Last week I looked at the first four episodes of CBS’ Intelligence, and I found it wanting. I asked you, our readers, if it was worth it to continue reviewing a show that I was very clear was pretty bad and while it was neck and neck for a while in the poll, more of you wanted to hear me tell you how awful Josh Holloway’s new show is.

Well, ask and ye shall receive.

Because it really doesn’t get any better this week.

On the other hand, I have changed my mind: Intelligence IS science fiction. It’s really the only explanation that makes sense, because only in an alternate universe could the characters in this show not be aware that they are acting out clichés on this level. From the previous episode’s former President of the United States that is missing from our list of presidents, this week’s John McCain analogue, to the shocking (ok, it didn’t really shock me) naiveté that high level government personnel display at behavior that is not only kind of expected from governments but is also freely available in American history books, it all only makes sense if all of this is happening in a universe one or two over from ours.

Unfortunately, it doesn’t mean it’s good science fiction, because we still have the pretty awful storytelling.

So what happens in “The Rescue”? Well, at the University of Arizona two young ladies return from a bar to be kidnapped by the men they were flirting with earlier, and the next morning, in Georgetown, the Senator from Arizona receives an email with a video showing the girls and the words “No Satellite Or They Die”.

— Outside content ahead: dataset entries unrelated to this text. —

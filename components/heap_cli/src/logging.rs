//! Logging setup
//!
//! Diagnostics go to stderr through `tracing`; stdout is left to script
//! output and results.
//!
//! - `RUST_LOG`: filter directives (e.g. `memory_profiler=debug`)
//! - `HEAP_PROBE_LOG_FORMAT`: `pretty` (default) or `json`
//!
//! Command-line flags take precedence over both.

use std::str::FromStr;
use std::{env, io};

use tracing::Level;
use tracing_subscriber::fmt;
use tracing_subscriber::layer::SubscriberExt;
use tracing_subscriber::util::SubscriberInitExt;
use tracing_subscriber::{EnvFilter, Layer, Registry};

use crate::error::{CliError, CliResult};

/// Environment variable selecting the log format
pub const LOG_FORMAT_ENV: &str = "HEAP_PROBE_LOG_FORMAT";

/// Log output format
#[derive(Debug, Clone, Copy, PartialEq, Eq, Default)]
pub enum LogFormat {
    /// Human-readable
    #[default]
    Pretty,
    /// One JSON object per event
    Json,
}

impl FromStr for LogFormat {
    type Err = String;

    fn from_str(s: &str) -> Result<Self, Self::Err> {
        match s.to_lowercase().as_str() {
            "pretty" | "text" => Ok(LogFormat::Pretty),
            "json" => Ok(LogFormat::Json),
            _ => Err(format!("unknown log format: {s}; use 'pretty' or 'json'")),
        }
    }
}

/// Log level
#[derive(Debug, Clone, Copy, PartialEq, Eq)]
pub enum LogLevel {
    /// Errors only
    Error,
    /// Warnings and errors
    Warn,
    /// Session lifecycle
    Info,
    /// Walk and mirror details
    Debug,
    /// Every host call
    Trace,
}

impl From<LogLevel> for Level {
    fn from(level: LogLevel) -> Self {
        match level {
            LogLevel::Error => Level::ERROR,
            LogLevel::Warn => Level::WARN,
            LogLevel::Info => Level::INFO,
            LogLevel::Debug => Level::DEBUG,
            LogLevel::Trace => Level::TRACE,
        }
    }
}

impl FromStr for LogLevel {
    type Err = String;

    fn from_str(s: &str) -> Result<Self, Self::Err> {
        match s.to_lowercase().as_str() {
            "error" => Ok(LogLevel::Error),
            "warn" | "warning" => Ok(LogLevel::Warn),
            "info" => Ok(LogLevel::Info),
            "debug" => Ok(LogLevel::Debug),
            "trace" => Ok(LogLevel::Trace),
            _ => Err(format!(
                "unknown log level: {s}; use 'error', 'warn', 'info', 'debug' or 'trace'"
            )),
        }
    }
}

/// Format to use when no flag is given.
pub fn format_from_env() -> LogFormat {
    env::var(LOG_FORMAT_ENV)
        .ok()
        .and_then(|s| s.parse().ok())
        .unwrap_or_default()
}

/// Filter for an explicit level, else `RUST_LOG`, else `warn`.
pub fn build_filter(level: Option<LogLevel>) -> EnvFilter {
    match level {
        Some(level) => EnvFilter::new(Level::from(level).to_string()),
        None => EnvFilter::try_from_default_env().unwrap_or_else(|_| EnvFilter::new(Level::WARN.to_string())),
    }
}

/// Install the global subscriber.
pub fn init_logging(level: Option<LogLevel>, format: Option<LogFormat>) -> CliResult<()> {
    let filter = build_filter(level);
    let result = match format.unwrap_or_else(format_from_env) {
        LogFormat::Pretty => {
            let layer = fmt::layer()
                .with_target(true)
                .with_writer(io::stderr)
                .with_filter(filter);
            Registry::default().with(layer).try_init()
        }
        LogFormat::Json => {
            let layer = fmt::layer()
                .json()
                .with_target(true)
                .with_current_span(true)
                .with_span_list(true)
                .with_writer(io::stderr)
                .with_filter(filter);
            Registry::default().with(layer).try_init()
        }
    };
    result.map_err(|e| CliError::Logging(e.to_string()))
}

Cut to US Cyber Com, and Marg Helgenberger’s Lillian Strand meeting with the Director of National Intelligence and her father, Leland Strand. Leland is played by Peter Coyote who, like the rest of this show’s cast, deserves better, but he brings a certain gravitas to the part of a man in government who doesn’t appear to have an actual title, yet seems to be extremely powerful and connected. They show Lillian the video, reveal that the message is from Mexico’s biggest drug kingpin Hector, and that the reason for kidnapping the girls is to blackmail the Senator into scuttling a deal to sell a new satellite to the Mexican government. The Senator hasn’t told anyone about the blackmail, but Leland reveals that he’s had the Senator under surveillance and needs Clockwork to find and rescue the girls…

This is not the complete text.